Check every line of the data and copy the ones where "ConstraintError" appears.

[Items from a data source]
◇ ◇ ◇ ◇ ◇

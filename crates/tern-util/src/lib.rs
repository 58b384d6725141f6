//! Shared utilities for tern.
//!
//! This crate provides cross-cutting concerns used by all other tern crates:
//! the umbrella error type, filesystem helpers (including atomic writes),
//! content hashing, advisory file locks, cooperative cancellation, and
//! terminal progress indicators.

pub mod cancel;
pub mod errors;
pub mod fs;
pub mod hash;
pub mod lock;
pub mod progress;
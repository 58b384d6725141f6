//! What is currently installed in a target environment.

use std::collections::BTreeMap;
use std::path::{Path, PathBuf};

use serde::{Deserialize, Serialize};

use tern_core::environment::TargetEnvironment;
use tern_core::name::PackageName;
use tern_core::requirement::PackageSource;
use tern_core::version::Version;

use crate::error::SyncError;

/// One installed distribution.
#[derive(Debug, Clone, PartialEq, Eq, Serialize, Deserialize)]
pub struct InstalledPackage {
    pub name: PackageName,
    pub version: Version,
    pub source: PackageSource,
}

impl InstalledPackage {
    pub fn new(name: PackageName, version: Version, source: PackageSource) -> Self {
        Self {
            name,
            version,
            source,
        }
    }
}

impl std::fmt::Display for InstalledPackage {
    fn fmt(&self, f: &mut std::fmt::Formatter<'_>) -> std::fmt::Result {
        write!(f, "{}=={}", self.name, self.version)
    }
}

/// Snapshot of an environment: the interpreter it runs and the packages in
/// it.
#[derive(Debug, Clone, PartialEq, Eq)]
pub struct EnvironmentState {
    pub root: PathBuf,
    /// Marker values of the environment's interpreter.
    pub target: TargetEnvironment,
    pub packages: BTreeMap<PackageName, InstalledPackage>,
}

impl EnvironmentState {
    pub fn empty(root: &Path, target: TargetEnvironment) -> Self {
        Self {
            root: root.to_path_buf(),
            target,
            packages: BTreeMap::new(),
        }
    }

    pub fn get(&self, name: &PackageName) -> Option<&InstalledPackage> {
        self.packages.get(name)
    }

    pub fn insert(&mut self, package: InstalledPackage) {
        self.packages.insert(package.name.clone(), package);
    }
}

/// Reads environment state. Implemented outside the engine for real
/// interpreters; [`crate::record::RecordInspector`] is the file-backed one.
pub trait EnvironmentInspector {
    fn snapshot(&self, root: &Path) -> Result<EnvironmentState, SyncError>;
}
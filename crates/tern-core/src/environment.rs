//! Target environment descriptors: the fixed fact schema markers are
//! evaluated against.

use serde::{Deserialize, Serialize};
use std::fmt;

use crate::error::ConstraintError;
use crate::version::Version;

/// Operating system family of a target.
#[derive(Debug, Clone, Copy, PartialEq, Eq, PartialOrd, Ord, Hash, Serialize, Deserialize)]
#[serde(rename_all = "lowercase")]
pub enum Platform {
    Linux,
    Macos,
    Windows,
}

impl Platform {
    pub fn as_str(self) -> &'static str {
        match self {
            Platform::Linux => "linux",
            Platform::Macos => "macos",
            Platform::Windows => "windows",
        }
    }

    fn parse(s: &str) -> Option<Self> {
        match s {
            "linux" => Some(Platform::Linux),
            "macos" | "darwin" | "osx" => Some(Platform::Macos),
            "windows" | "win32" | "win" => Some(Platform::Windows),
            _ => None,
        }
    }
}

/// Concrete values for every marker key, describing one interpreter on one
/// platform.
#[derive(Debug, Clone, PartialEq, Eq, Hash, Serialize, Deserialize)]
pub struct TargetEnvironment {
    pub python_version: Version,
    pub python_full_version: Version,
    pub os_name: String,
    pub sys_platform: String,
    pub platform_system: String,
    pub platform_machine: String,
    pub implementation_name: String,
}

impl TargetEnvironment {
    /// A CPython target on `platform`/`machine` running `python` (`3.12` or
    /// `3.12.4`).
    pub fn new(platform: Platform, machine: &str, python: &Version) -> Self {
        let release = python.release();
        let major = release.first().copied().unwrap_or(3);
        let minor = release.get(1).copied().unwrap_or(0);
        let (os_name, sys_platform, platform_system) = match platform {
            Platform::Linux => ("posix", "linux", "Linux"),
            Platform::Macos => ("posix", "darwin", "Darwin"),
            Platform::Windows => ("nt", "win32", "Windows"),
        };
        let machine = match (platform, machine) {
            (Platform::Windows, "x86_64") => "AMD64",
            (Platform::Windows, "aarch64") => "ARM64",
            (Platform::Macos, "aarch64") => "arm64",
            _ => machine,
        };
        Self {
            python_version: Version::new([major, minor]),
            python_full_version: python.clone(),
            os_name: os_name.to_string(),
            sys_platform: sys_platform.to_string(),
            platform_system: platform_system.to_string(),
            platform_machine: machine.to_string(),
            implementation_name: "cpython".to_string(),
        }
    }

    /// Parse a `<platform>-<machine>` label such as `linux-x86_64`.
    pub fn from_label(label: &str, python: &Version) -> Result<Self, ConstraintError> {
        let err = || ConstraintError::Marker {
            input: label.to_string(),
            reason: "expected `<linux|macos|windows>-<machine>`".to_string(),
        };
        let (os, machine) = label.trim().split_once('-').ok_or_else(err)?;
        let platform = Platform::parse(&os.to_ascii_lowercase()).ok_or_else(err)?;
        if machine.is_empty() {
            return Err(err());
        }
        Ok(Self::new(platform, machine, python))
    }

    /// The host this process runs on.
    pub fn host(python: &Version) -> Self {
        let platform = match std::env::consts::OS {
            "macos" => Platform::Macos,
            "windows" => Platform::Windows,
            _ => Platform::Linux,
        };
        Self::new(platform, std::env::consts::ARCH, python)
    }

    /// The default universal target set.
    pub fn builtin_targets(python: &Version) -> Vec<Self> {
        vec![
            Self::new(Platform::Linux, "x86_64", python),
            Self::new(Platform::Linux, "aarch64", python),
            Self::new(Platform::Macos, "aarch64", python),
            Self::new(Platform::Macos, "x86_64", python),
            Self::new(Platform::Windows, "x86_64", python),
        ]
    }

    /// Stable label used for ordering and log output.
    pub fn label(&self) -> String {
        format!(
            "{}-{}-py{}",
            self.sys_platform, self.platform_machine, self.python_full_version
        )
    }
}

impl fmt::Display for TargetEnvironment {
    fn fmt(&self, f: &mut fmt::Formatter<'_>) -> fmt::Result {
        f.write_str(&self.label())
    }
}

#[cfg(test)]
mod tests {
    use super::*;

    #[test]
    fn windows_facts() {
        let env = TargetEnvironment::new(Platform::Windows, "x86_64", &Version::new([3, 11, 2]));
        assert_eq!(env.os_name, "nt");
        assert_eq!(env.sys_platform, "win32");
        assert_eq!(env.platform_machine, "AMD64");
        assert_eq!(env.python_version, Version::new([3, 11]));
        assert_eq!(env.python_full_version.to_string(), "3.11.2");
    }

    #[test]
    fn label_parsing() {
        let py = Version::new([3, 12]);
        let env = TargetEnvironment::from_label("macos-aarch64", &py).unwrap();
        assert_eq!(env.sys_platform, "darwin");
        assert_eq!(env.platform_machine, "arm64");
        assert!(TargetEnvironment::from_label("beos-x86", &py).is_err());
        assert!(TargetEnvironment::from_label("linux", &py).is_err());
    }

    #[test]
    fn builtin_targets_are_distinct() {
        let targets = TargetEnvironment::builtin_targets(&Version::new([3, 12]));
        let labels: std::collections::BTreeSet<String> =
            targets.iter().map(TargetEnvironment::label).collect();
        assert_eq!(labels.len(), targets.len());
    }
}
use std::sync::atomic::{AtomicBool, Ordering};
use std::sync::Arc;

/// Cooperative cancellation flag shared between a caller and a long-running
/// operation. Cloning shares the same flag.
#[derive(Debug, Clone, Default)]
pub struct Cancellation {
    flag: Arc<AtomicBool>,
}

impl Cancellation {
    pub fn new() -> Self {
        Self::default()
    }

    pub fn cancel(&self) {
        self.flag.store(true, Ordering::SeqCst);
    }

    pub fn is_cancelled(&self) -> bool {
        self.flag.load(Ordering::SeqCst)
    }
}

◇ ◇ ◇ ◇ ◇

ANSWER TO THIS PROBLEM
use crate::error::ConstraintError;
    pub fn from_label(label: &str, python: &Version) -> Result<Self, ConstraintError> {
        let err = || ConstraintError::Marker {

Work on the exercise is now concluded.